“No!” The word was wrenched from Duane.
MacNelly stared, and then a strange, comprehending light seemed to flit over his face.
“Duane, I can give you no orders to-day,” he said, distinctly. “I'm only offering advice. Need you take any more risks? You've done a grand job for the service—already. You've paid me a thousand times for that pardon. You've redeemed yourself.—The Governor, the adjutant-general—the whole state will rise up and honor you. The game's almost up. We'll kill these outlaws, or enough of them to break for ever their power. I say, as a ranger, need you take more risk than your captain?”

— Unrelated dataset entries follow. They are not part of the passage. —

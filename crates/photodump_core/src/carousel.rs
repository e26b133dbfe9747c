#[derive(Debug, Clone, Copy, PartialEq, Eq)]
pub enum Direction {
    Previous,
    Next,
}

impl Direction {
    fn step(self) -> isize {
        match self {
            Direction::Previous => -1,
            Direction::Next => 1,
        }
    }
}

/// Modal image browser over one gallery snapshot. Rebuilt on every open.
#[derive(Debug, Clone, PartialEq, Eq)]
pub struct Carousel {
    images: Vec<String>,
    index: usize,
}

impl Carousel {
    /// Returns `None` when `origin` is not part of `gallery`.
    pub fn open(origin: &str, gallery: Vec<String>) -> Option<Self> {
        let index = gallery.iter().position(|src| src == origin)?;
        Some(Self {
            images: gallery,
            index,
        })
    }

    pub fn navigate(&mut self, direction: Direction) {
        let len = self.images.len();
        if len <= 1 {
            return;
        }
        let len = len as isize;
        self.index = ((self.index as isize + direction.step() + len) % len) as usize;
    }

    pub fn current(&self) -> &str {
        &self.images[self.index]
    }

    pub fn index(&self) -> usize {
        self.index
    }

    pub fn len(&self) -> usize {
        self.images.len()
    }

    pub fn is_empty(&self) -> bool {
        self.images.is_empty()
    }

    pub fn shows_navigation(&self) -> bool {
        self.images.len() > 1
    }
}

#[cfg(test)]
mod tests {
    use super::{Carousel, Direction};

    fn gallery(names: &[&str]) -> Vec<String> {
        names.iter().map(|n| format!("/uploads/{n}")).collect()
    }

    #[test]
    fn navigation_wraps_both_ways() {
        let mut carousel =
            Carousel::open("/uploads/b.png", gallery(&["a.png", "b.png", "c.png"])).unwrap();
        assert_eq!(carousel.index(), 1);

        carousel.navigate(Direction::Next);
        carousel.navigate(Direction::Next);
        assert_eq!(carousel.current(), "/uploads/a.png");

        carousel.navigate(Direction::Previous);
        assert_eq!(carousel.current(), "/uploads/c.png");
        assert!(carousel.shows_navigation());
    }

    #[test]
    fn single_image_hides_navigation() {
        let mut carousel = Carousel::open("/uploads/a.png", gallery(&["a.png"])).unwrap();
        carousel.navigate(Direction::Next);
        assert_eq!(carousel.current(), "/uploads/a.png");
        assert!(!carousel.shows_navigation());
    }

    #[test]
    fn unknown_origin_opens_nothing() {
        assert!(Carousel::open("/uploads/zz.png", gallery(&["a.png"])).is_none());
        assert!(Carousel::open("/uploads/a.png", Vec::new()).is_none());
    }
}
use std::collections::{BTreeMap, BTreeSet};

pub type UploadId = u64;

const UPLOADS_PREFIX: &str = "/uploads/";

/// Server path of a staged or categorized image. Only the last path segment is kept.
pub fn upload_url(reference: &str) -> String {
    let filename = reference.rsplit('/').next().unwrap_or(reference);
    format!("{UPLOADS_PREFIX}{filename}")
}

/// A file offered by the input layer, before the server has seen it.
#[derive(Debug, Clone, PartialEq, Eq)]
pub struct CandidateFile {
    pub name: String,
    pub content_type: String,
    pub data: Vec<u8>,
}

impl CandidateFile {
    pub fn new(name: impl Into<String>, content_type: impl Into<String>, data: Vec<u8>) -> Self {
        Self {
            name: name.into(),
            content_type: content_type.into(),
            data,
        }
    }

    pub fn is_image(&self) -> bool {
        self.content_type
            .trim()
            .to_ascii_lowercase()
            .starts_with("image/")
    }
}

/// Marker for a file the server has accepted. No bytes are kept locally.
#[derive(Debug, Clone, PartialEq, Eq)]
pub struct StagedFile {
    name: String,
}

impl StagedFile {
    pub fn name(&self) -> &str {
        &self.name
    }

    pub fn preview_url(&self) -> String {
        upload_url(&self.name)
    }
}

/// Server answer to an upload batch.
#[derive(Debug, Clone, PartialEq, Eq, Default)]
pub struct UploadReceipt {
    pub files: Vec<String>,
    pub skipped: usize,
}

#[derive(Debug, Clone, Copy, PartialEq, Eq, Default)]
pub struct AddStats {
    pub uploaded: usize,
    pub local_duplicates: usize,
    pub server_skipped: usize,
}

#[derive(Debug, Clone, PartialEq, Eq)]
struct PendingUpload {
    names: Vec<String>,
    local_duplicates: usize,
}

pub(crate) struct AddPlan {
    pub(crate) batch: Option<(UploadId, Vec<CandidateFile>)>,
    pub(crate) local_duplicates: usize,
}

/// Server-confirmed staged files plus the requests still in flight for them.
///
/// `files` only ever changes after the server confirms, so it never runs
/// ahead of the server's upload set.
#[derive(Debug, Clone, PartialEq, Eq, Default)]
pub(crate) struct StagingStore {
    files: Vec<StagedFile>,
    pending_uploads: BTreeMap<UploadId, PendingUpload>,
    pending_removals: BTreeSet<String>,
    next_upload_id: UploadId,
}

impl StagingStore {
    pub(crate) fn contains(&self, name: &str) -> bool {
        self.files.iter().any(|file| file.name == name)
    }

    pub(crate) fn files(&self) -> &[StagedFile] {
        &self.files
    }

    pub(crate) fn len(&self) -> usize {
        self.files.len()
    }

    pub(crate) fn is_empty(&self) -> bool {
        self.files.is_empty()
    }

    pub(crate) fn is_removing(&self, name: &str) -> bool {
        self.pending_removals.contains(name)
    }

    fn is_uploading(&self, name: &str) -> bool {
        self.pending_uploads
            .values()
            .any(|pending| pending.names.iter().any(|n| n == name))
    }

    /// Keep image-typed candidates whose name is neither staged nor already in flight.
    pub(crate) fn plan_add(&mut self, candidates: Vec<CandidateFile>) -> AddPlan {
        let mut batch: Vec<CandidateFile> = Vec::new();
        let mut local_duplicates = 0;

        for candidate in candidates.into_iter().filter(CandidateFile::is_image) {
            let seen = self.contains(&candidate.name)
                || self.is_uploading(&candidate.name)
                || batch.iter().any(|queued| queued.name == candidate.name);
            if seen {
                local_duplicates += 1;
            } else {
                batch.push(candidate);
            }
        }

        if batch.is_empty() {
            return AddPlan {
                batch: None,
                local_duplicates,
            };
        }

        self.next_upload_id += 1;
        let upload_id = self.next_upload_id;
        self.pending_uploads.insert(
            upload_id,
            PendingUpload {
                names: batch.iter().map(|file| file.name.clone()).collect(),
                local_duplicates,
            },
        );
        AddPlan {
            batch: Some((upload_id, batch)),
            local_duplicates,
        }
    }

    /// Stage the names the server accepted. Returns stats for the batch.
    pub(crate) fn confirm_upload(&mut self, upload_id: UploadId, receipt: &UploadReceipt) -> AddStats {
        let local_duplicates = self
            .pending_uploads
            .remove(&upload_id)
            .map(|pending| pending.local_duplicates)
            .unwrap_or_default();

        let mut uploaded = 0;
        for name in &receipt.files {
            if !self.contains(name) {
                self.files.push(StagedFile { name: name.clone() });
                uploaded += 1;
            }
        }

        AddStats {
            uploaded,
            local_duplicates,
            server_skipped: receipt.skipped,
        }
    }

    /// Forget a failed batch; none of its files become staged.
    pub(crate) fn abandon_upload(&mut self, upload_id: UploadId) -> Option<usize> {
        self.pending_uploads
            .remove(&upload_id)
            .map(|pending| pending.local_duplicates)
    }

    /// Returns false if the name is unknown or a removal is already in flight.
    pub(crate) fn begin_remove(&mut self, name: &str) -> bool {
        if !self.contains(name) || self.is_removing(name) {
            return false;
        }
        self.pending_removals.insert(name.to_string());
        true
    }

    pub(crate) fn confirm_remove(&mut self, name: &str) -> bool {
        self.pending_removals.remove(name);
        let before = self.files.len();
        self.files.retain(|file| file.name != name);
        before != self.files.len()
    }

    pub(crate) fn abandon_remove(&mut self, name: &str) {
        self.pending_removals.remove(name);
    }

    /// Adopt the server's listing as the whole staged set.
    pub(crate) fn replace_all(&mut self, names: Vec<String>) {
        self.files.clear();
        self.pending_removals.clear();
        for name in names {
            if !self.contains(&name) {
                self.files.push(StagedFile { name });
            }
        }
    }

    /// Local reset only. In-flight uploads are still confirmed when they resolve.
    pub(crate) fn clear(&mut self) {
        self.files.clear();
        self.pending_removals.clear();
    }
}

#[cfg(test)]
mod tests {
    use super::{upload_url, CandidateFile, StagingStore, UploadReceipt};

    fn png(name: &str) -> CandidateFile {
        CandidateFile::new(name, "image/png", vec![1, 2, 3])
    }

    #[test]
    fn upload_url_keeps_last_segment() {
        assert_eq!(upload_url("a.png"), "/uploads/a.png");
        assert_eq!(upload_url("/tmp/out/cats/a.png"), "/uploads/a.png");
    }

    #[test]
    fn non_images_are_dropped_and_duplicates_counted() {
        let mut store = StagingStore::default();
        let plan = store.plan_add(vec![
            png("a.png"),
            CandidateFile::new("notes.txt", "text/plain", Vec::new()),
            png("a.png"),
            CandidateFile::new("b.JPG", "IMAGE/JPEG", Vec::new()),
        ]);
        let (_, batch) = plan.batch.expect("batch");
        let names: Vec<_> = batch.iter().map(|f| f.name.as_str()).collect();
        assert_eq!(names, vec!["a.png", "b.JPG"]);
        assert_eq!(plan.local_duplicates, 1);
    }

    #[test]
    fn in_flight_names_are_not_uploaded_twice() {
        let mut store = StagingStore::default();
        let first = store.plan_add(vec![png("a.png")]);
        assert!(first.batch.is_some());
        let second = store.plan_add(vec![png("a.png")]);
        assert!(second.batch.is_none());
        assert_eq!(second.local_duplicates, 1);
        assert!(!store.contains("a.png"));
    }

    #[test]
    fn only_accepted_names_are_staged() {
        let mut store = StagingStore::default();
        let plan = store.plan_add(vec![png("a.png"), png("b.png")]);
        let (id, _) = plan.batch.unwrap();
        let stats = store.confirm_upload(
            id,
            &UploadReceipt {
                files: vec!["b.png".to_string()],
                skipped: 1,
            },
        );
        assert_eq!(stats.uploaded, 1);
        assert_eq!(stats.server_skipped, 1);
        assert!(store.contains("b.png"));
        assert!(!store.contains("a.png"));
    }

    #[test]
    fn replace_all_dedupes_listing() {
        let mut store = StagingStore::default();
        store.replace_all(vec!["a.png".into(), "b.png".into(), "a.png".into()]);
        assert_eq!(store.len(), 2);
    }
}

Still Duane remained silent. He was locked between two forces. And one, a tide that was bursting at its bounds, seemed about to overwhelm him. Finally that side of him, the retreating self, the weaker, found a voice.
“Captain, you want this job to be sure?” he asked.
“Certainly.”
“I've told you the way. I alone know the kind of men to be met. Just WHAT I'll do or WHERE I'll be I can't say yet. In meetings like this the moment decides. But I'll be there!”
MacNelly spread wide his hands, looked helplessly at his curious and sympathetic rangers, and shook his head.
“Now you've done your work—laid the trap—is this strange move of yours going to be fair to Miss Longstreth?” asked MacNelly, in significant low voice.
Like a great tree chopped at the roots Duane vibrated to that. He looked up as if he had seen a ghost.